Valentina si mosse leggermente nel sonno nell'attimo in cui ritirai il braccio per scostarmi da lei, ma per fortuna non accennò a svegliarsi. Avrei avuto poche difficoltà a giustificare la mia presenza lì, soprattutto considerando che non avrei saputo spiegarla neanche a me stesso.

Scivolai fuori dal letto, mi ripresi giacca e scarpe bene attento a non fare il minimo rumore, e me ne andai velocemente dirigendomi verso l'uscita.

Come rientrai a casa, feci appena in tempo a mollare le chiavi nell'ingresso con un leggero tintinnio, prima che Alex comparisse scrutandomi con espressione perplessa.

"Dove sei stato?"

"Fuori," risposi con una scrollata di spalle, incamminandomi verso la cucina dalla quale proveniva un invitante profumo di torta. Ne presi una generosa porzione e mi versai del caffè, lanciando un sorrisetto in direzione di Alex. "Mi hai preparato la colazione? Sei così dolce."

Alex, che mi aveva seguito, alzò gli occhi al cielo e si riprese infastidito la sua colazione, senza perdere il suo autocontrollo.

"Devo preoccuparmi?"

"Perché me lo chiedi?" chiesi con noncuranza iniziando a sorseggiare il caffè.

"Perché mi ricordo cosa voleva dire quando passavi intere notti fuori casa."

"Ti prego," replicai scocciato, "Sembri mio padre. Magari ero semplicemente con una ragazza" la buttai là con un ammiccamento malizioso.

Alex scosse la testa e sembrò particolarmente divertito.

"L'unico altro posto in cui tu ti sia mai fermato a dormire è il divano di Giorgio. E ti ho visto io stesso cacciare ragazze fuori dal letto nel bel mezzo della notte."

"Così mi fai sembrare uno stronzo," commentai con aria fintamente offesa, "Mi sono sempre preoccupato di far chiamare un taxi."

Alex sorrise appena, ma senza lasciarsi sfuggire una smorfia di vaga disapprovazione. "Perché infatti quella sì che è una cosa da gentiluomo."
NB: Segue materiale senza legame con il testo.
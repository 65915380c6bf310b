//! Key-value backend over Redis

use std::collections::BTreeMap;
use std::time::Duration;

use async_trait::async_trait;
use backplane_core::{
    BackendError, BackendKind, BackendProbe, BackendResult, Command, CommandOutput, CommandSpec,
    Details, QueryExecutor, Summary, SummaryStatus,
};
use redis::aio::MultiplexedConnection;
use redis::RedisError;
use tracing::debug;

use crate::config::{ConfigError, RedisConfig};

/// Keys counted before the summary gives up and reports a partial count
pub const KEY_SCAN_LIMIT: usize = 1000;

const SCAN_BATCH: usize = 100;

const SESSION_PATTERN: &str = "session:*";
const COUNTER_PREFIX: &str = "counter:";
const CATEGORIES_KEY: &str = "categories:all";
const RECENT_SEARCHES_KEY: &str = "search:recent";

/// Redis probe and executor.
///
/// Every call opens its own connection and drops it on return.
pub struct RedisBackend {
    name: String,
    client: redis::Client,
    timeout: Duration,
}

impl RedisBackend {
    pub fn new(config: &RedisConfig, timeout: Duration) -> Result<Self, ConfigError> {
        let client =
            redis::Client::open(config.connection_url()).map_err(|e| ConfigError::InvalidUrl {
                backend: config.name.clone(),
                message: e.to_string(),
            })?;

        Ok(Self {
            name: config.name.clone(),
            client,
            timeout,
        })
    }

    async fn connect(&self) -> BackendResult<MultiplexedConnection> {
        self.client
            .get_multiplexed_async_connection()
            .await
            .map_err(map_redis_error)
    }

    /// Count keys matching `pattern`, stopping once `limit` is exceeded
    async fn count_keys(
        conn: &mut MultiplexedConnection,
        pattern: &str,
        limit: Option<usize>,
    ) -> BackendResult<(usize, bool)> {
        let mut cursor: u64 = 0;
        let mut count = 0usize;

        loop {
            let (next, batch): (u64, Vec<String>) = redis::cmd("SCAN")
                .arg(cursor)
                .arg("MATCH")
                .arg(pattern)
                .arg("COUNT")
                .arg(SCAN_BATCH)
                .query_async(&mut *conn)
                .await
                .map_err(map_redis_error)?;

            count += batch.len();
            if let Some(limit) = limit {
                if count > limit {
                    return Ok((limit, true));
                }
            }

            if next == 0 {
                return Ok((count, false));
            }
            cursor = next;
        }
    }

    /// Every key matching `pattern`, sorted
    async fn scan_keys(conn: &mut MultiplexedConnection, pattern: &str) -> BackendResult<Vec<String>> {
        let mut cursor: u64 = 0;
        let mut keys = Vec::new();

        loop {
            let (next, batch): (u64, Vec<String>) = redis::cmd("SCAN")
                .arg(cursor)
                .arg("MATCH")
                .arg(pattern)
                .arg("COUNT")
                .arg(SCAN_BATCH)
                .query_async(&mut *conn)
                .await
                .map_err(map_redis_error)?;
            keys.extend(batch);

            if next == 0 {
                break;
            }
            cursor = next;
        }

        keys.sort();
        keys.dedup();
        Ok(keys)
    }
}

#[async_trait]
impl BackendProbe for RedisBackend {
    fn name(&self) -> &str {
        &self.name
    }

    fn kind(&self) -> BackendKind {
        BackendKind::KeyValue
    }

    fn probe_timeout(&self) -> Duration {
        self.timeout
    }

    fn primary_metric(&self) -> &'static str {
        "key_count"
    }

    async fn ping(&self) -> BackendResult<()> {
        let mut conn = self.connect().await?;
        let _pong: String = redis::cmd("PING")
            .query_async(&mut conn)
            .await
            .map_err(map_redis_error)?;
        Ok(())
    }

    async fn collect_summary(&self) -> BackendResult<Summary> {
        let mut conn = self.connect().await?;

        let (keys, truncated) = Self::count_keys(&mut conn, "*", Some(KEY_SCAN_LIMIT)).await?;
        if truncated {
            return Ok(Summary::new(SummaryStatus::Partial)
                .with_metric("key_count", format!("{}+", keys)));
        }

        let (sessions, _) = Self::count_keys(&mut conn, "session:*", None).await?;
        let (counters, _) = Self::count_keys(&mut conn, "counter:*", None).await?;

        Ok(Summary::new(SummaryStatus::Complete)
            .with_metric("key_count", keys.to_string())
            .with_metric("session_count", sessions)
            .with_metric("counter_count", counters))
    }

    async fn collect_details(&self) -> BackendResult<Details> {
        let mut conn = self.connect().await?;

        let mut sessions = Vec::new();
        for key in Self::scan_keys(&mut conn, SESSION_PATTERN).await? {
            let mut fields: BTreeMap<String, String> = redis::cmd("HGETALL")
                .arg(&key)
                .query_async(&mut conn)
                .await
                .map_err(map_redis_error)?;
            fields.insert("session_key".to_string(), key);
            sessions.push(fields);
        }

        let mut counters = BTreeMap::new();
        for key in Self::scan_keys(&mut conn, &format!("{}*", COUNTER_PREFIX)).await? {
            let value: Option<String> = redis::cmd("GET")
                .arg(&key)
                .query_async(&mut conn)
                .await
                .map_err(map_redis_error)?;
            counters.insert(counter_name(&key).to_string(), value);
        }

        let mut categories: Vec<String> = redis::cmd("SMEMBERS")
            .arg(CATEGORIES_KEY)
            .query_async(&mut conn)
            .await
            .map_err(map_redis_error)?;
        categories.sort();

        let search_history: Vec<String> = redis::cmd("LRANGE")
            .arg(RECENT_SEARCHES_KEY)
            .arg(0)
            .arg(-1)
            .query_async(&mut conn)
            .await
            .map_err(map_redis_error)?;

        Ok(key_value_details(sessions, counters, categories, search_history))
    }
}

/// Counter name without its `counter:` prefix
fn counter_name(key: &str) -> &str {
    key.strip_prefix(COUNTER_PREFIX).unwrap_or(key)
}

/// Assemble the key-value detailed view
pub fn key_value_details(
    sessions: Vec<BTreeMap<String, String>>,
    counters: BTreeMap<String, Option<String>>,
    categories: Vec<String>,
    search_history: Vec<String>,
) -> Details {
    Details::new()
        .with("sessions", serde_json::json!(sessions))
        .with("counters", serde_json::json!(counters))
        .with("categories", categories)
        .with("search_history", search_history)
}

#[async_trait]
impl QueryExecutor for RedisBackend {
    fn kind(&self) -> BackendKind {
        BackendKind::KeyValue
    }

    async fn execute(&self, spec: &CommandSpec) -> BackendResult<CommandOutput> {
        if spec.kind() != BackendKind::KeyValue {
            return Err(BackendError::rejected(spec.verb(), "not a key-value command"));
        }
        let mut conn = self.connect().await?;
        debug!(backend = %self.name, verb = spec.verb(), "Executing command");

        match spec.command() {
            Command::Keys { pattern } => {
                let keys: Vec<String> = redis::cmd("KEYS")
                    .arg(pattern)
                    .query_async(&mut conn)
                    .await
                    .map_err(map_redis_error)?;
                Ok(CommandOutput::List(keys))
            }
            Command::Get { key } => {
                let value: Option<String> = redis::cmd("GET")
                    .arg(key)
                    .query_async(&mut conn)
                    .await
                    .map_err(map_redis_error)?;
                Ok(CommandOutput::Scalar(
                    value.unwrap_or_else(|| "(nil)".to_string()),
                ))
            }
            Command::HGetAll { key } => {
                let fields: BTreeMap<String, String> = redis::cmd("HGETALL")
                    .arg(key)
                    .query_async(&mut conn)
                    .await
                    .map_err(map_redis_error)?;
                Ok(CommandOutput::Map(fields))
            }
            Command::SMembers { key } => {
                let members: Vec<String> = redis::cmd("SMEMBERS")
                    .arg(key)
                    .query_async(&mut conn)
                    .await
                    .map_err(map_redis_error)?;
                Ok(CommandOutput::List(members))
            }
            Command::LRange { key, start, stop } => {
                let items: Vec<String> = redis::cmd("LRANGE")
                    .arg(key)
                    .arg(*start)
                    .arg(*stop)
                    .query_async(&mut conn)
                    .await
                    .map_err(map_redis_error)?;
                Ok(CommandOutput::List(items))
            }
            _ => Err(BackendError::rejected(
                spec.verb(),
                "not a key-value command",
            )),
        }
    }
}

/// Map Redis client failures onto the backend error taxonomy
pub fn map_redis_error(e: RedisError) -> BackendError {
    if e.is_timeout() {
        BackendError::ConnectionTimeout(e.to_string())
    } else if e.is_connection_refusal() || e.is_io_error() {
        BackendError::ConnectionRefused(e.to_string())
    } else {
        BackendError::BackendExecution(e.to_string())
    }
}

#[cfg(test)]
mod tests {
    use super::*;

    #[test]
    fn counter_prefix_is_stripped() {
        assert_eq!(counter_name("counter:page_views"), "page_views");
        assert_eq!(counter_name("page_views"), "page_views");
    }

    #[test]
    fn detailed_view_sections() {
        let session = BTreeMap::from([
            ("username".to_string(), "tanaka".to_string()),
            ("session_key".to_string(), "session:user1".to_string()),
        ]);
        let counters = BTreeMap::from([("page_views".to_string(), Some("1250".to_string()))]);

        let details = key_value_details(
            vec![session],
            counters,
            vec!["Books".to_string()],
            vec!["ノートPC".to_string()],
        );
        assert_eq!(
            details.section("sessions"),
            Some(&serde_json::json!([{"session_key": "session:user1", "username": "tanaka"}]))
        );
        assert_eq!(
            details.section("counters"),
            Some(&serde_json::json!({"page_views": "1250"}))
        );
        assert_eq!(
            details.section("search_history"),
            Some(&serde_json::json!(["ノートPC"]))
        );
    }

    #[test]
    fn rejects_unparseable_url() {
        let config = RedisConfig {
            url: Some("memcached://nope".to_string()),
            ..Default::default()
        };
        let err = RedisBackend::new(&config, Duration::from_secs(1))
            .err()
            .unwrap();
        assert!(matches!(err, ConfigError::InvalidUrl { .. }));
    }

    #[tokio::test]
    async fn unreachable_server_is_unhealthy_not_an_error() {
        let config = RedisConfig {
            port: 9,
            host: "127.0.0.1".to_string(),
            ..Default::default()
        };
        let backend = RedisBackend::new(&config, Duration::from_secs(2)).unwrap();

        let status = backend.check_health().await;
        assert!(!status.is_healthy());
        assert_eq!(status.name(), "redis");
        assert!(status.detail().chars().count() <= backplane_core::DETAIL_MAX_CHARS);

        let summary = backend.summarize().await;
        assert!(summary.is_error());
        assert_eq!(
            summary.metric("key_count"),
            Some(&serde_json::Value::from("?"))
        );
    }

    #[tokio::test]
    async fn wrong_kind_command_is_rejected() {
        let backend = RedisBackend::new(&RedisConfig::default(), Duration::from_secs(1)).unwrap();
        let spec = CommandSpec::parse("postgresql", BackendKind::Relational, "SELECT 1").unwrap();
        let err = backend.execute(&spec).await.unwrap_err();
        assert!(matches!(err, BackendError::CommandRejected { .. }));
    }
}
"Si vede che siamo totalmente diversi."

"Lo so che stai combinando qualcosa, Stash." Il tono di Alex era tornato completamente serio. "Sparisci nelle ore più impensate, a me e Daniele ci dai spesso buca e adesso frequenti quelle feste e quelle persone che non hai mai sopportato, e vedo che te la stai passando piuttosto bene. Credi che sia così stupido da non notarlo?"

"Onestamente?" domandai fingendo di pensarci. "Ho seriamente pensato che tutto quel gel, prima o poi, avrebbe finito con il fare qualche danno."

Alex non si lasciò scalfire minimamente dal mio sarcasmo, accennando invece un sorriso piuttosto amaro. "Ancora non ti va giù l'idea che io voglia guardarti le spalle, non è vero?"